Please set the lines down again exactly, from the top of the entries through the line that contains "hit, block render".

========

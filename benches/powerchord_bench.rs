//! Benchmarks for the realtime path.
//!
//! Run with: cargo bench
//!
//! Reference timing at 48kHz sample rate:
//!   - 128 samples = 2.67ms deadline
//!   - 512 samples = 10.67ms deadline
//!
//! Benchmark groups:
//!   - engine/chords  One held chord per instrument, block render
//!   - engine/drums   A full kit hit, block render
//!   - mixer/bus      Reverb, compressor and master gain over a block

use std::hint::black_box;

use criterion::{criterion_group, criterion_main, BenchmarkId, Criterion};
use powerchord::{
    config::{EngineConfig, SchedulerConfig},
    engine::{AudioEngine, EngineCommand},
    mixer::Mixer,
    preset::Instrument,
    synth::{chord_voice, drum_voice, ChordRequest, Sends, SynthCtx},
    theory::{chord_for_pad, Key},
    voices::DrumKind,
};

const SAMPLE_RATE: f32 = 48_000.0;
const BLOCK_SIZES: &[usize] = &[128, 512];

fn bench_chords(c: &mut Criterion) {
    let mut group = c.benchmark_group("engine/chords");
    let config = EngineConfig::default();
    let ctx = SynthCtx::new(SAMPLE_RATE, SchedulerConfig::default().strum_step_seconds);
    let Ok(chord) = chord_for_pad(0, Key::default()) else {
        return;
    };
    let frequencies = chord.frequencies();

    for instrument in Instrument::ALL {
        if matches!(instrument, Instrument::DrumKit | Instrument::Microphone) {
            continue;
        }
        for &size in BLOCK_SIZES {
            let mut engine = AudioEngine::offline(&config, SAMPLE_RATE);
            let request = ChordRequest {
                frequencies: &frequencies,
                start: 0.0,
                length: None,
                velocity: 1.0,
                sends: Sends::new(1.0, 0.22),
                strum: false,
                seed: 7,
            };
            let voice = chord_voice(&instrument.preset(), &request, &ctx);
            engine.apply(EngineCommand::Start(Box::new(voice)));
            let mut left = vec![0.0f32; size];
            let mut right = vec![0.0f32; size];

            group.bench_with_input(BenchmarkId::new(instrument.id(), size), &size, |b, _| {
                b.iter(|| engine.render_block(black_box(&mut left), black_box(&mut right)))
            });
        }
    }

    group.finish();
}

fn bench_drums(c: &mut Criterion) {
    let mut group = c.benchmark_group("engine/drums");
    let config = EngineConfig::default();
    let ctx = SynthCtx::new(SAMPLE_RATE, SchedulerConfig::default().strum_step_seconds);

    for &size in BLOCK_SIZES {
        let mut left = vec![0.0f32; size];
        let mut right = vec![0.0f32; size];
        group.bench_with_input(BenchmarkId::new("kit", size), &size, |b, _| {
            b.iter_batched(
                || {
                    let mut engine = AudioEngine::offline(&config, SAMPLE_RATE);
                    for (seed, kind) in DrumKind::ALL.into_iter().enumerate() {
                        let voice = drum_voice(kind, 0.0, 0.8, 0.2, seed as u64, &ctx);
                        engine.apply(EngineCommand::Start(Box::new(voice)));
                    }
                    engine
                },
                |mut engine| engine.render_block(black_box(&mut left), black_box(&mut right)),
                criterion::BatchSize::SmallInput,
            )
        });
    }

    group.finish();
}

fn bench_mixer(c: &mut Criterion) {
    let mut group = c.benchmark_group("mixer/bus");
    let config = EngineConfig::default();

    for &size in BLOCK_SIZES {
        let mut mixer = Mixer::offline(&config, SAMPLE_RATE);
        let dry: Vec<f32> = (0..size).map(|i| (i as f32 * 0.05).sin() * 0.5).collect();
        let wet = dry.clone();
        let mut left = vec![0.0f32; size];
        let mut right = vec![0.0f32; size];
        let mut time = 0.0;

        group.bench_with_input(BenchmarkId::new("process", size), &size, |b, &size| {
            b.iter(|| {
                mixer.process(
                    black_box(&dry),
                    black_box(&wet),
                    time,
                    &mut left,
                    &mut right,
                );
                time += size as f64 / SAMPLE_RATE as f64;
            })
        });
    }

    group.finish();
}

criterion_group!(benches, bench_chords, bench_drums, bench_mixer);
criterion_main!(benches);
//! Pad grid: chord symbols under the current key, drum names, the key that
//! plays each pad and which pads are held.

use ratatui::{
    layout::Rect,
    style::{Color, Modifier, Style},
    text::{Line, Span},
    widgets::{Block, Borders, Paragraph},
    Frame,
};

use powerchord::{engine::AudioHost, session::Session};

use super::keys::PAD_KEYS;

const ROWS: [(&str, std::ops::Range<usize>); 3] =
    [("Major", 0..8), ("Minor", 8..16), ("Drums", 16..24)];

pub fn render_pads<H: AudioHost>(frame: &mut Frame, area: Rect, session: &Session<H>) {
    let block = Block::default().title(" Pads ").borders(Borders::ALL);
    let inner = block.inner(area);
    frame.render_widget(block, area);

    let mut lines = Vec::with_capacity(ROWS.len() * 2);
    for (title, pads) in ROWS {
        let mut spans = vec![Span::styled(
            format!("{title:<6}"),
            Style::default().fg(Color::DarkGray),
        )];
        for pad in pads.clone() {
            let label = session.pad_label(pad).unwrap_or_default();
            let style = if session.is_pad_active(pad) {
                Style::default()
                    .fg(Color::Black)
                    .bg(Color::Green)
                    .add_modifier(Modifier::BOLD)
            } else {
                Style::default().fg(Color::White)
            };
            spans.push(Span::styled(format!("{:^7.7}", label), style));
        }
        lines.push(Line::from(spans));

        let keys: Vec<Span> = std::iter::once(Span::raw("      "))
            .chain(
                PAD_KEYS[pads]
                    .iter()
                    .map(|k| Span::styled(format!("{k:^7}"), Style::default().fg(Color::DarkGray))),
            )
            .collect();
        lines.push(Line::from(keys));
    }

    frame.render_widget(Paragraph::new(lines), inner);
}
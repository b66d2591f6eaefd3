//! Rim click voice.
//!
//! The shortest hit in the kit: a 30 ms noise burst through a narrow
//! bandpass at 3.2 kHz with a 1 ms attack. Dry only.

use crate::{
    graph::{
        envelope::{Breakpoint, EnvNode},
        extensions::NodeExt,
        filter::FilterNode,
        noise::NoiseNode,
    },
    synth::voice::Layer,
    voices::Hit,
    GAIN_FLOOR,
};

pub fn rim(hit: &Hit) -> Vec<Layer> {
    let click = NoiseNode::new(hit.noise(0.03))
        .through(FilterNode::bandpass(3200.0, 2.0))
        .amplify(EnvNode::breakpoints(&[
            Breakpoint::Exp(0.001, 0.55),
            Breakpoint::Exp(0.03, GAIN_FLOOR),
        ]));

    vec![Layer::new(click.boxed(), hit.sends.dry_only())]
}
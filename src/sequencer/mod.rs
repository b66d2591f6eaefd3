//! Tracks, transport, scheduling and recording.
//!
//! Everything here is plain data driven from the control thread; voices
//! reach the audio thread through [`crate::engine::AudioHost`].

pub mod pattern;
pub mod recorder;
pub mod scheduler;
pub mod store;
pub mod track;
pub mod transport;

pub use pattern::DrumPattern;
pub use recorder::{quantize, Recorder, Take};
pub use scheduler::{next_occurrence, voice_for, voices_for, Dispatch, LoopScheduler};
pub use store::EventStore;
pub use track::{Event, EventId, Role, Track, TrackId};
pub use transport::{LoopPosition, Transport, BEATS_PER_BAR, SUPPORTED_BARS};
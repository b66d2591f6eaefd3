//! The trigger interface.
//!
//! A [`Session`] is what a front end drives: pad presses and releases,
//! transport and track edits, and a periodic [`Session::tick`] that runs the
//! scheduler, repeats held drum pads and keeps mic routing current. It never
//! touches audio buffers itself; voices and commands go to an [`AudioHost`],
//! which is the realtime engine in the app and an [`AudioEngine`] in tests and
//! offline tools.
//!
//! [`AudioEngine`]: crate::engine::AudioEngine

use std::collections::HashMap;
use std::path::{Path, PathBuf};

use tracing::{debug, info, warn};

use crate::{
    bounce::{bounce_to_dir, BounceSettings},
    config::{EngineConfig, SchedulerConfig},
    engine::{AudioHost, EngineCommand},
    mic::{InputDevice, MicChain, MicFx, MicState, Microphone},
    preset::Instrument,
    sequencer::{
        recorder::{clamp_drum_speed, drum_repeat_seconds},
        voices_for, Dispatch, DrumPattern, EventStore, LoopPosition, LoopScheduler, Recorder,
        Role, Take, TrackId, Transport,
    },
    synth::{chord_voice, drum_voice, ChordRequest, Sends, SynthCtx, VoiceId},
    theory::{chord_for_pad, Chord, Key, CHORD_PADS},
    voices::DrumKind,
    Error, Result,
};

/// Chord pads plus one pad per drum.
pub const PAD_COUNT: usize = CHORD_PADS + DRUM_SLOTS;
pub const DRUM_SLOTS: usize = 8;

/// Identifies one input source (mouse, finger, key) holding a pad.
#[derive(Debug, Clone, Copy, PartialEq, Eq, Hash)]
pub struct PointerId(pub u64);

/// Returned by a press; hand it back to release the same hold.
#[derive(Debug, Clone, Copy, PartialEq, Eq)]
pub struct PadHandle {
    pub pointer: PointerId,
    pub pad: usize,
}

#[derive(Debug, Clone, Copy, PartialEq, Eq)]
pub enum AudioStatus {
    On,
    Recording,
    MicUnavailable,
}

impl AudioStatus {
    pub fn label(self) -> &'static str {
        match self {
            AudioStatus::On => "Audio: on",
            AudioStatus::Recording => "Audio: on \u{2022} Recording",
            AudioStatus::MicUnavailable => "Audio: on \u{2022} Mic unavailable",
        }
    }
}

/// Snapshot for the display.
#[derive(Debug, Clone)]
pub struct SessionStatus {
    pub audio: AudioStatus,
    pub playing: bool,
    pub recording: bool,
    pub bpm: f64,
    pub bars: u32,
    pub key: Key,
    pub armed: Option<TrackId>,
    pub last_chord: Option<Chord>,
    pub position: Option<LoopPosition>,
    pub level_db: f32,
    pub mic: MicState,
    pub events: usize,
}

#[derive(Debug)]
enum Hold {
    Chord {
        pad: usize,
        voice: VoiceId,
        take: Option<Take>,
    },
    Drum {
        pad: usize,
        track: TrackId,
        slot: usize,
        next_at: f64,
    },
}

impl Hold {
    fn pad(&self) -> usize {
        match self {
            Hold::Chord { pad, .. } | Hold::Drum { pad, .. } => *pad,
        }
    }
}
//! Kick drum voice.
//!
//! A sine whose pitch drops from 130 Hz to 48 Hz over 90 ms. The fast sweep
//! is the "punch"; the low end of it is the body.
//!
//! # How It Works
//!
//! 1. Sine oscillator sweeps exponentially 130 Hz → 48 Hz in 90 ms
//! 2. Gain jumps to 0.95 in 5 ms and decays to the floor by 220 ms
//! 3. Both dry and reverb sends

use crate::{
    graph::{
        envelope::{Breakpoint, EnvNode},
        extensions::NodeExt,
        oscillator::OscNode,
    },
    synth::voice::Layer,
    voices::Hit,
    GAIN_FLOOR,
};

pub fn kick(hit: &Hit) -> Vec<Layer> {
    let body = OscNode::sine(130.0)
        .sweep_to(48.0, 0.09)
        .amplify(EnvNode::breakpoints(&[
            Breakpoint::Exp(0.005, 0.95),
            Breakpoint::Exp(0.22, GAIN_FLOOR),
        ]));

    vec![Layer::new(body.boxed(), hit.sends)]
}
use std::io;

use thiserror::Error;

use crate::sequencer::track::TrackId;

#[derive(Debug, Error)]
pub enum Error {
    #[error("unknown key name: {0:?}")]
    UnknownKey(String),

    #[error("unsupported bar count {0} (expected one of 1, 2, 4, 8, 16)")]
    InvalidBarCount(u32),

    #[error("no track with id {0}")]
    UnknownTrack(TrackId),

    #[error("pad index {0} is out of range")]
    PadOutOfRange(usize),

    #[error("engine command queue is full")]
    QueueFull,

    #[error("microphone unavailable: {0}")]
    MicUnavailable(String),

    #[error("audio device error: {0}")]
    Device(String),

    #[error("event duration must be positive, got {0}")]
    InvalidDuration(f64),

    #[error(transparent)]
    Io(#[from] io::Error),

    #[error("wav encoding failed: {0}")]
    Wav(#[from] hound::Error),
}

pub type Result<T> = std::result::Result<T, Error>;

========

**Task solution**
filename benches/powerchord_bench.rs
//! Benchmarks for the realtime path.
//!
//! Run with: cargo bench
//!
//! Reference timing at 48kHz sample rate:
//!   - 128 samples = 2.67ms deadline
//!   - 512 samples = 10.67ms deadline
//!
//! Benchmark groups:
//!   - engine/chords  One held chord per instrument, block render
//!   - engine/drums   A full kit hit, block render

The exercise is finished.